EPA is seeking nationally recognized experts for the SAB panel with demonstrated expertise and experience in the following areas related to animal feeding operations and air emissions estimation methods: air emissions from broiler, dairy, egg layer and/or swine production animal feeding operations; air monitoring and detection methods.

This past week the National Pork Producers Council (NPPC) nominated 14 candidates to a recently formed U.S. Environmental Protection Agency (EPA) Science Advisory Board (SAB) to review the data submitted by Purdue University as part of the National Air Emissions Monitoring Study (NAEMS).

EPA is seeking nationally recognized experts for the SAB panel with demonstrated expertise and experience in the following areas related to animal feeding operations and air emissions estimation methods: air emissions from broiler, dairy, egg layer and/or swine production animal feeding operations; air monitoring and detection methods; exposure assessment; environmental statistics; emission and statistical modeling; and uncertainty analysis.

EPA intends to convene the SAB in early 2012 and hold a series of meetings to explore how the agency will interpret the data collected as part of the NAEMS study and the methodological approach it will utilize as it converts the data into usable emission factors to help producers determine their compliance with federal clean air laws.

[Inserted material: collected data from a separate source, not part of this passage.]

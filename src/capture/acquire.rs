//! Camera discovery and the owning handle for the selected device.

use std::io;

use tracing::{debug, info, warn};

use super::frame::RawFrame;
use crate::error::{CaptureError, SenderError};

/// An opened (or half-opened) camera device.
pub trait CameraDevice: Send {
    /// Whether the device is ready to stream frames.
    fn is_open(&self) -> bool;

    /// Block until the next frame is available.
    fn read(&mut self) -> Result<RawFrame, CaptureError>;

    /// Stop streaming and close the device. Must tolerate repeated calls.
    fn release(&mut self);
}

/// Opens a camera device by index.
pub trait DeviceProbe {
    fn open(&mut self, index: u32) -> io::Result<Box<dyn CameraDevice>>;
}

/// Scans device indices `0..max_attempts` for the first usable camera.
#[derive(Debug, Clone, Copy)]
pub struct DeviceAcquirer {
    max_attempts: u32,
}

impl Default for DeviceAcquirer {
    fn default() -> Self {
        Self { max_attempts: 5 }
    }
}

impl DeviceAcquirer {
    pub fn new(max_attempts: u32) -> Self {
        Self { max_attempts }
    }

    /// Return a handle to the lowest-indexed device that reports itself open.
    pub fn acquire(&self, probe: &mut dyn DeviceProbe) -> Result<CameraHandle, SenderError> {
        info!("Probing up to {} camera devices...", self.max_attempts);

        for index in 0..self.max_attempts {
            match probe.open(index) {
                Ok(device) if device.is_open() => {
                    info!(index, "Camera device opened");
                    return Ok(CameraHandle::new(index, device));
                }
                Ok(mut device) => {
                    debug!(index, "Device present but not open, releasing");
                    device.release();
                }
                Err(e) => debug!(index, "Device open failed: {}", e),
            }
        }

        warn!("No camera device found");
        Err(SenderError::DeviceNotFound {
            attempts: self.max_attempts,
        })
    }
}

/// Exclusive owner of the selected camera. Releases the device exactly once,
/// either through [`CameraHandle::release`] or on drop.
pub struct CameraHandle {
    index: u32,
    device: Box<dyn CameraDevice>,
    released: bool,
}

impl CameraHandle {
    pub fn new(index: u32, device: Box<dyn CameraDevice>) -> Self {
        Self {
            index,
            device,
            released: false,
        }
    }

    pub fn index(&self) -> u32 {
        self.index
    }

    pub fn read(&mut self) -> Result<RawFrame, CaptureError> {
        if self.released {
            return Err(CaptureError::Disconnected);
        }
        self.device.read()
    }

    pub fn is_released(&self) -> bool {
        self.released
    }

    pub fn release(&mut self) {
        if !self.released {
            self.released = true;
            self.device.release();
            info!(index = self.index, "Camera released");
        }
    }
}

impl Drop for CameraHandle {
    fn drop(&mut self) {
        self.release();
    }
}

impl std::fmt::Debug for CameraHandle {
    fn fmt(&self, f: &mut std::fmt::Formatter<'_>) -> std::fmt::Result {
        f.debug_struct("CameraHandle")
            .field("index", &self.index)
            .field("released", &self.released)
            .finish()
    }
}

#[cfg(test)]
mod tests {
    use super::*;
    use std::sync::atomic::{AtomicUsize, Ordering};
    use std::sync::{Arc, Mutex};

    struct StubDevice {
        open: bool,
        releases: Arc<AtomicUsize>,
    }

    impl CameraDevice for StubDevice {
        fn is_open(&self) -> bool {
            self.open
        }

        fn read(&mut self) -> Result<RawFrame, CaptureError> {
            RawFrame::from_rgb(vec![0; 12], 2, 2, 1)
        }

        fn release(&mut self) {
            self.releases.fetch_add(1, Ordering::SeqCst);
        }
    }

    /// Index `open_at` opens; indices in `closed` exist but are not open;
    /// everything else fails to open.
    struct ScriptedProbe {
        open_at: Option<u32>,
        closed: Vec<u32>,
        probed: Arc<Mutex<Vec<u32>>>,
        releases: Arc<AtomicUsize>,
    }

    impl ScriptedProbe {
        fn new(open_at: Option<u32>) -> Self {
            Self {
                open_at,
                closed: Vec::new(),
                probed: Arc::default(),
                releases: Arc::default(),
            }
        }
    }

    impl DeviceProbe for ScriptedProbe {
        fn open(&mut self, index: u32) -> io::Result<Box<dyn CameraDevice>> {
            self.probed.lock().unwrap().push(index);
            let open = self.open_at == Some(index);
            if open || self.closed.contains(&index) {
                Ok(Box::new(StubDevice {
                    open,
                    releases: self.releases.clone(),
                }))
            } else {
                Err(io::Error::new(io::ErrorKind::NotFound, "no such device"))
            }
        }
    }

    #[test]
    fn device_at_k_takes_k_plus_one_probes() {
        for k in 0..5 {
            let mut probe = ScriptedProbe::new(Some(k));
            let handle = DeviceAcquirer::new(5).acquire(&mut probe).unwrap();
            assert_eq!(handle.index(), k);
            let probed = probe.probed.lock().unwrap().clone();
            assert_eq!(probed, (0..=k).collect::<Vec<_>>());
        }
    }

    #[test]
    fn not_found_after_all_attempts() {
        let mut probe = ScriptedProbe::new(None);
        let err = DeviceAcquirer::new(3).acquire(&mut probe).unwrap_err();
        assert!(matches!(err, SenderError::DeviceNotFound { attempts: 3 }));
        assert_eq!(*probe.probed.lock().unwrap(), vec![0, 1, 2]);
    }

    #[test]
    fn device_beyond_budget_is_not_found() {
        let mut probe = ScriptedProbe::new(Some(5));
        assert!(DeviceAcquirer::default().acquire(&mut probe).is_err());
    }

    #[test]
    fn unopened_handles_are_released() {
        let mut probe = ScriptedProbe::new(Some(2));
        probe.closed = vec![0, 1];
        let handle = DeviceAcquirer::default().acquire(&mut probe).unwrap();
        assert_eq!(probe.releases.load(Ordering::SeqCst), 2);

        drop(handle);
        assert_eq!(probe.releases.load(Ordering::SeqCst), 3);
    }

    #[test]
    fn handle_releases_once() {
        let releases = Arc::new(AtomicUsize::new(0));
        let mut handle = CameraHandle::new(
            0,
            Box::new(StubDevice {
                open: true,
                releases: releases.clone(),
            }),
        );
        handle.release();
        handle.release();
        assert!(handle.is_released());
        assert!(matches!(handle.read(), Err(CaptureError::Disconnected)));
        drop(handle);
        assert_eq!(releases.load(Ordering::SeqCst), 1);
    }
}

A draft of EPA’s methodological approach is expected by the end of the year, with the first meeting of the SAB to take place in late January or early February 2012.

Purdue University launched the largest study ever done to measure levels of various gases and airborne particles from U.S. farming operations back in 2007. The $14.6-million project measured hydrogen sulfide, particulate matter and ammonia from 20 sites in eight states.

Those sites included nine hog farms, three operations that raise egg-laying birds, one broiler operation and seven dairy farms.

Purdue collaborated with 11 researchers from seven universities.